I want a reference analog voltage of 2.0 volts on a 3.3 V Arduino.

Since there is an internal resistance of 32k on the Arduino, I hooked up a 21k resistor to Vcc.

How can I confirm that I now have an analog voltage range from 0 to 2.0 V? Can I do this via code? Or just use a voltmeter?

Best Answer

With a sketch, read and print a known test voltage of a little bit less than your reference voltage, say 1.5V in this case. The printed result will be the same fraction of 1024 that your test voltage is of the reference voltage, or:

V_test     x
------ =  ----
V_ref     1024


         1024
V_ref =  ---- V_test
          x

Edit: The intent here was to supply a presumed 2.0V external analog reference, say it's your 20K resistor.
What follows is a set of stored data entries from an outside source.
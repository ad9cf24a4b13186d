//! Byte-exact codec.

use std::io::Read;

use flight_tables_types::{TBL_HEADER_SIZE, TableFileHeader};
use snafu::ResultExt;

use super::{LoadHeader, TableCodec, read_fully};
use crate::error::{AccessSnafu, NoTblHeaderSnafu, Result, internal};

/// Copies payload bytes unchanged.
///
/// The table header is the fixed [`TableFileHeader`] layout: three big-endian
/// `u32` fields followed by a NUL-terminated name field.
#[derive(Debug, Default, Clone, Copy)]
pub struct PassThroughCodec;

impl TableCodec for PassThroughCodec {
    fn name(&self) -> &'static str {
        "pass-through"
    }

    fn validate_config(&self, _table: &str, _size: usize) -> Result<()> {
        Ok(())
    }

    fn encoded_size(&self, _table: &str, size: usize) -> usize {
        size
    }

    fn decode_header(&self, reader: &mut dyn Read, path: &str) -> Result<LoadHeader> {
        let mut buf = [0u8; TBL_HEADER_SIZE];
        let read = read_fully(reader, &mut buf).context(AccessSnafu { path })?;
        if read < TBL_HEADER_SIZE {
            return NoTblHeaderSnafu { path }.fail();
        }
        let header = TableFileHeader::from_bytes(&buf).ok_or_else(|| NoTblHeaderSnafu { path }.build())?;
        Ok(LoadHeader { table_name: header.table_name, offset: header.offset, num_bytes: header.num_bytes })
    }

    fn encode_header(&self, table: &str, offset: u32, num_bytes: u32) -> Vec<u8> {
        TableFileHeader::new(table, offset, num_bytes).to_bytes().to_vec()
    }

    fn decode_input(&self, _table: &str, src: &[u8], dst: &mut [u8]) -> Result<()> {
        let n = src.len().min(dst.len());
        dst[..n].copy_from_slice(&src[..n]);
        Ok(())
    }

    fn encode_output(&self, _table: &str, src: &[u8], dst: &mut [u8]) -> Result<usize> {
        if dst.len() < src.len() {
            return Err(internal(format!("snapshot buffer of {} bytes cannot hold {}", dst.len(), src.len())));
        }
        dst[..src.len()].copy_from_slice(src);
        Ok(src.len())
    }
}

#[cfg(test)]
#[allow(clippy::unwrap_used)]
mod tests {
    use super::*;
    use crate::error::TableError;

    #[test]
    fn test_header_layout_is_big_endian() {
        let bytes = PassThroughCodec.encode_header("NAV.Gains", 4, 0x0102);
        assert_eq!(bytes.len(), TBL_HEADER_SIZE);
        assert_eq!(&bytes[4..8], &[0, 0, 0, 4]);
        assert_eq!(&bytes[8..12], &[0, 0, 1, 2]);
        let mut reader: &[u8] = &bytes;
        let header = PassThroughCodec.decode_header(&mut reader, "f").unwrap();
        assert_eq!(header, LoadHeader { table_name: "NAV.Gains".into(), offset: 4, num_bytes: 0x0102 });
    }

    #[test]
    fn test_truncated_header() {
        let bytes = PassThroughCodec.encode_header("NAV.Gains", 0, 1);
        let mut reader: &[u8] = &bytes[..20];
        let err = PassThroughCodec.decode_header(&mut reader, "f").unwrap_err();
        assert!(matches!(err, TableError::NoTblHeader { .. }));
    }

    #[test]
    fn test_unterminated_name() {
        let mut bytes = PassThroughCodec.encode_header("X", 0, 1);
        bytes[12..].fill(b'x');
        let mut reader: &[u8] = &bytes;
        assert!(PassThroughCodec.decode_header(&mut reader, "f").is_err());
    }

    #[test]
    fn test_encode_rejects_small_destination() {
        let mut dst = [0u8; 2];
        assert!(PassThroughCodec.encode_output("A.T", &[1, 2, 3], &mut dst).is_err());
    }
}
Now supply a known voltage of ~80% the 2V reference to one of the MCU's analog inputs. Run a sketch to print what the MCU reads as that voltage as. Calculate the actual analog reference voltage as I did above. If it is 2.0V, you're done.

This is how I'd make a 2.0V ARef. An AtMega328p's ARef only draws ~100μA at Vcc = 3.3V, so this should still be pretty close:

schematic

simulate this circuit – Schematic created using CircuitLab

As above, get A/D reading of the known voltage input and calculate what the reference voltage must be, to confirm it.